Review of the thumbnailer spec

Brian J. Tarricone bjt23 at cornell.edu
Thu May 14 19:19:30 PDT 2009


Jannis Pohlmann wrote:

>   This is exactly what e.g. file managers need though. Just imagine a
> file manager enters a directory, queues all its files for thumbnailing
> and then switches the directory before all files are processed by the
> thumbnailer. So IMHO it should be pointed out more clearly that this is
> not a violation of the spec.

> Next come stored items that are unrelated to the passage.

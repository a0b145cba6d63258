//! Third-party binaries used by a solution
//!
//! The sidecar written next to a solution lists every binary the solution's
//! projects load from third-party folders, relative to the source root:
//!
//! ```xml
//! <?xml version="1.0" encoding="utf-8"?>
//! <Project xmlns="http://schemas.microsoft.com/developer/msbuild/2003">
//! 	<ItemGroup>
//! 		<ThirdPartyFiles Include="$(RootDir)\packages\log4net\log4net.dll" />
//! 	</ItemGroup>
//! </Project>
//! ```

use anyhow::Result;
use std::collections::BTreeMap;
use std::fmt::{self, Write};
use std::path::{Path, PathBuf};
use tracing::{error, info};

use super::relative_path;
use crate::constants::{
    DEPENDENCY_COMPANION_EXTENSION, MSBUILD_NAMESPACE, ROOT_DIR_PROPERTY, SOLUTION_LINE_ENDING,
    THIRD_PARTIES_SUFFIX,
};
use crate::resolver::ThirdPartyUsage;
use crate::utils::fs::{copy_if_changed, ensure_dir};
use crate::utils::path::path_key;

/// `<solution>.thirdparties`.
#[must_use]
pub fn sidecar_path(solution: &Path) -> PathBuf {
    let mut name = solution.as_os_str().to_os_string();
    name.push(THIRD_PARTIES_SUFFIX);
    PathBuf::from(name)
}

/// Every used binary plus its `.dep` companion when one exists, sorted
/// case-insensitively.
#[must_use]
pub fn with_companions(used: &ThirdPartyUsage) -> Vec<PathBuf> {
    let mut files = BTreeMap::new();
    for binary in used.iter() {
        let companion = binary.with_extension(DEPENDENCY_COMPANION_EXTENSION);
        if companion.is_file() {
            files.insert(path_key(&companion), companion);
        }
        files.insert(path_key(binary), binary.clone());
    }
    files.into_values().collect()
}

/// Render the sidecar document for `files`, relative to `source_root`.
#[must_use]
pub fn render_third_parties(source_root: &Path, files: &[PathBuf]) -> String {
    let mut xml = String::new();
    let _ = write_third_parties(&mut xml, source_root, files);
    xml
}

fn write_third_parties(xml: &mut String, source_root: &Path, files: &[PathBuf]) -> fmt::Result {
    let anchor = source_root.join("file.txt");
    let nl = SOLUTION_LINE_ENDING;

    write!(xml, "<?xml version=\"1.0\" encoding=\"utf-8\"?>{nl}")?;
    write!(xml, "<Project xmlns=\"{MSBUILD_NAMESPACE}\">{nl}")?;
    write!(xml, "\t<ItemGroup>{nl}")?;
    for file in files {
        let include = format!("{ROOT_DIR_PROPERTY}\\{}", relative_path(&anchor, file));
        write!(xml, "\t\t<ThirdPartyFiles Include=\"{}\" />{nl}", escape_attribute(&include))?;
    }
    write!(xml, "\t</ItemGroup>{nl}</Project>")
}

fn escape_attribute(value: &str) -> String {
    value
        .replace('&', "&amp;")
        .replace('<', "&lt;")
        .replace('>', "&gt;")
        .replace('"', "&quot;")
}

/// Outcome of copying third-party binaries to an output folder.
#[derive(Debug, Clone, Default, PartialEq, Eq)]
pub struct CopyReport {
    pub copied: usize,
    pub up_to_date: usize,
    pub failed: Vec<PathBuf>,
}

/// Copy `files` flat into `output`, skipping files whose size and
/// modification time already match.
///
/// A file that cannot be copied is logged and reported; the rest still copy.
pub fn copy_to_folder(files: &[PathBuf], output: &Path) -> Result<CopyReport> {
    ensure_dir(output)?;

    let mut report = CopyReport::default();
    for file in files {
        let Some(name) = file.file_name() else {
            continue;
        };
        let target = output.join(name);
        match copy_if_changed(file, &target) {
            Ok(true) => {
                info!("Copied to target: {}", target.display());
                report.copied += 1;
            }
            Ok(false) => report.up_to_date += 1,
            Err(e) => {
                error!("Unable to copy to target: {}. Error: {e:#}", target.display());
                report.failed.push(file.clone());
            }
        }
    }
    Ok(report)
}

Right now it just says "You can't unqueue
> requests that are currently running." This should be something like
> "You cannot cancel the processing of individual URIs but thumbnailers
> are free to support cancelling running tasks between the processing two
> URIs when a task unqueued."

Why be so resrictive, though?  For some image types currently-running 
cancellation isn't feasible, but why explicitly disallow it?  If the 
thumbnailer can indeed  interrupt an image decoder/encoder in the middle 
of processing, why not do so?

Better would just be something like:

"Unqueue removes thumbnail requests from the queue.  A service 
implementation is only guaranteed to cancel requests that have not 
started processing yet when it receives the Unqueue request.  A service 
implementation may cancel an in-progress request if possible, but 
clients should not depend on this behavior being available."

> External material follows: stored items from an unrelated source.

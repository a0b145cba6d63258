//! Generate a solution for selected root projects.
//!
//! ```bash
//! # Every project needed to build the "web" group
//! slngen generate -g web -o Web.sln
//!
//! # Two projects by assembly name, no third-party sidecar
//! slngen generate -p Acme.Web -p Acme.Tools -o out/Tools.sln --no-sidecar
//! ```

use anyhow::Result;
use clap::Args;
use colored::Colorize;
use std::path::PathBuf;

use super::common::{CommandContext, CommandExecutor, Selection};

/// Command to generate a solution file.
#[derive(Args, Debug)]
pub struct GenerateCommand {
    #[command(flatten)]
    pub selection: Selection,

    /// Solution file to write, relative to the configuration file's directory
    #[arg(short, long, value_name = "SLN")]
    pub output: PathBuf,

    /// Do not write the `.thirdparties` sidecar
    #[arg(long)]
    pub no_sidecar: bool,
}

impl CommandExecutor for GenerateCommand {
    async fn execute_from_path(self, config_path: PathBuf) -> Result<()> {
        let context = CommandContext::load(&config_path, &self.selection).await?;
        let output = context.resolve_output(&self.output);

        let report = context.generator.generate_solution(&context.roots, &output, !self.no_sidecar)?;

        println!(
            "{} Generated {} with {} projects",
            "✓".green(),
            report.solution_path.display(),
            report.project_count
        );
        if let Some(sidecar) = &report.sidecar_path {
            println!("  {} third-party files listed in {}", report.third_parties.len(), sidecar.display());
        }
        Ok(())
    }
}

The thumbnail server could still emit Finished on the item -- 
immediately if it was able to stop immediately, or later if it had to 
wait for an in-progress request to finish.

I could see this being useful at least on the open/read side of the 
thumbnailer.  Even if you're using gdk-pixbuf, this could be implemented 
by using a GdkPixbufLoader to incrementally load a file, with 
cancellation points every XYZ kilobytes.  For larger images (think 10MP 
photos), this might be a nice thing to have on a slower machine, as 
creating a thumbnail might take several seconds, or more.

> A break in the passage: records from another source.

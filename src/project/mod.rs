//! Project model: build units, their references and identifiers
//!
//! A [`Project`] is created by the [`ProjectLoader`](crate::loader::ProjectLoader)
//! from a [`ProjectDescriptor`] produced by a [`ProjectReader`]. Every path on
//! a loaded project is absolute and lexically normalized; nothing on it changes
//! after loading.
//!
//! # Reference kinds
//!
//! | Kind | Declared as | Resolved by |
//! |---|---|---|
//! | [`ReferenceKind::File`] | `<Reference Include=".."><HintPath>` | expected output path |
//! | [`ReferenceKind::Project`] | `<ProjectReference><Project>{guid}` | project identifier |
//! | [`ReferenceKind::PlatformApplication`] | `<SilverlightApplicationList>id\|path,..` | project identifier |

pub mod reader;

use serde::{Serialize, Serializer};
use std::fmt;
use std::path::PathBuf;
use std::str::FromStr;
use uuid::Uuid;

pub use reader::{DeclaredReference, IncludedFile, ProjectDescriptor, ProjectReader, XmlProjectReader};

/// Stable 128-bit project identifier.
///
/// Displays in the braced upper-case form solution files use:
/// `{0F4E7C36-6B45-4B2B-9E3A-7D4F6C8B1A20}`.
#[derive(Debug, Clone, Copy, PartialEq, Eq, Hash, PartialOrd, Ord)]
pub struct ProjectId(Uuid);

impl ProjectId {
    /// Wrap an existing UUID.
    #[must_use]
    pub const fn from_uuid(uuid: Uuid) -> Self {
        Self(uuid)
    }

    /// A fresh random identifier.
    #[must_use]
    pub fn new_random() -> Self {
        Self(Uuid::new_v4())
    }

    /// Whether this is the all-zero identifier.
    #[must_use]
    pub fn is_nil(&self) -> bool {
        self.0.is_nil()
    }

    /// The underlying UUID.
    #[must_use]
    pub const fn as_uuid(&self) -> &Uuid {
        &self.0
    }
}

impl FromStr for ProjectId {
    type Err = uuid::Error;

    /// Accepts braced, hyphenated, simple and URN forms in any case.
    fn from_str(s: &str) -> Result<Self, Self::Err> {
        Uuid::parse_str(s.trim()).map(Self)
    }
}

impl fmt::Display for ProjectId {
    fn fmt(&self, f: &mut fmt::Formatter<'_>) -> fmt::Result {
        let hyphenated = self.0.hyphenated().to_string().to_uppercase();
        write!(f, "{{{hyphenated}}}")
    }
}

impl Serialize for ProjectId {
    fn serialize<S: Serializer>(&self, serializer: S) -> Result<S::Ok, S::Error> {
        serializer.collect_str(self)
    }
}

/// Kind of binary a project produces.
#[derive(Debug, Clone, Copy, PartialEq, Eq, Serialize)]
pub enum OutputType {
    Exe,
    WinExe,
    Library,
}

impl OutputType {
    /// Extension of the produced binary, without the dot.
    #[must_use]
    pub const fn extension(self) -> &'static str {
        match self {
            Self::Exe | Self::WinExe => "exe",
            Self::Library => "dll",
        }
    }

    /// Whether the output is directly runnable.
    #[must_use]
    pub const fn is_executable(self) -> bool {
        matches!(self, Self::Exe | Self::WinExe)
    }
}

impl FromStr for OutputType {
    type Err = String;

    fn from_str(s: &str) -> Result<Self, Self::Err> {
        match s.trim().to_ascii_lowercase().as_str() {
            "exe" => Ok(Self::Exe),
            "winexe" => Ok(Self::WinExe),
            "library" => Ok(Self::Library),
            other => Err(format!("unknown OutputType '{other}'")),
        }
    }
}

/// How a reference names its target.
#[derive(Debug, Clone, Copy, PartialEq, Eq, Hash, Serialize)]
#[serde(rename_all = "kebab-case")]
pub enum ReferenceKind {
    /// Assembly reference resolved through its hint path.
    File,
    /// Project-to-project reference resolved by identifier.
    Project,
    /// Legacy packed platform-application entry resolved by identifier.
    PlatformApplication,
}

impl ReferenceKind {
    /// Whether the walker resolves this kind by project identifier.
    #[must_use]
    pub const fn resolves_by_id(self) -> bool {
        matches!(self, Self::Project | Self::PlatformApplication)
    }
}

/// A resolved dependency edge of a loaded [`Project`].
#[derive(Debug, Clone, PartialEq, Eq)]
pub struct Reference {
    pub kind: ReferenceKind,
    /// Target identifier for project and platform-application references.
    pub target: Option<ProjectId>,
    /// Include text as declared (assembly name of the target for
    /// platform-application references).
    pub include: String,
    /// Include text up to the first comma (no version, culture or token).
    pub resolved_include: String,
    /// Hint path as declared.
    pub hint_path: Option<String>,
    /// Absolute path of the binary this reference expects.
    pub resolved_hint_path: PathBuf,
}

/// One loaded build unit.
#[derive(Debug, Clone, PartialEq, Eq)]
pub struct Project {
    pub id: ProjectId,
    pub assembly_name: String,
    pub root_namespace: String,
    pub output_type: OutputType,
    /// Absolute output directory.
    pub output_folder: PathBuf,
    /// Absolute path of the produced binary.
    pub resolved_output: PathBuf,
    /// Absolute descriptor location; the loader's identity key.
    pub descriptor_path: PathBuf,
    /// Signing key as declared.
    pub key_file: Option<String>,
    /// Signing key resolved against the descriptor directory.
    pub resolved_key_file: Option<PathBuf>,
    /// References in descriptor order: file, project, platform-application.
    pub references: Vec<Reference>,
    pub included_files: Vec<IncludedFile>,
    pub is_launcher: bool,
}

impl Project {
    /// Directory holding the descriptor.
    #[must_use]
    pub fn directory(&self) -> PathBuf {
        self.descriptor_path.parent().map(PathBuf::from).unwrap_or_default()
    }
}

impl fmt::Display for Project {
    fn fmt(&self, f: &mut fmt::Formatter<'_>) -> fmt::Result {
        write!(f, "{} ({})", self.assembly_name, self.descriptor_path.display())
    }
}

Other cancellation points could be after loading but before scaling, and 
after scaling but before saving.

You probably couldn't cancel many thumbnailers in the middle of scaling 
or saving, of course.

> Another thing I noticed is that timestamps passed over D-Bus (e.g. the
> "since" argument to org.freedesktop.thumbnailer.Generic.Cleanup) are 32
> bit unsigned integers ("u") while they should really be 64 bit uints
> ("x"). Philip told me the reason to use "u" was that some D-Bus
> versions didn't handle "x" properly. On the long run there's no way
> around 64 bit ints though, I guess. 

Is it really the case that 64 bit ints don't work with dbus in some 
places?  If this is just pre-1.0 versions of dbus, I don't think it's a 
big deal.  If it's dbus on certain platforms, then that might be a problem.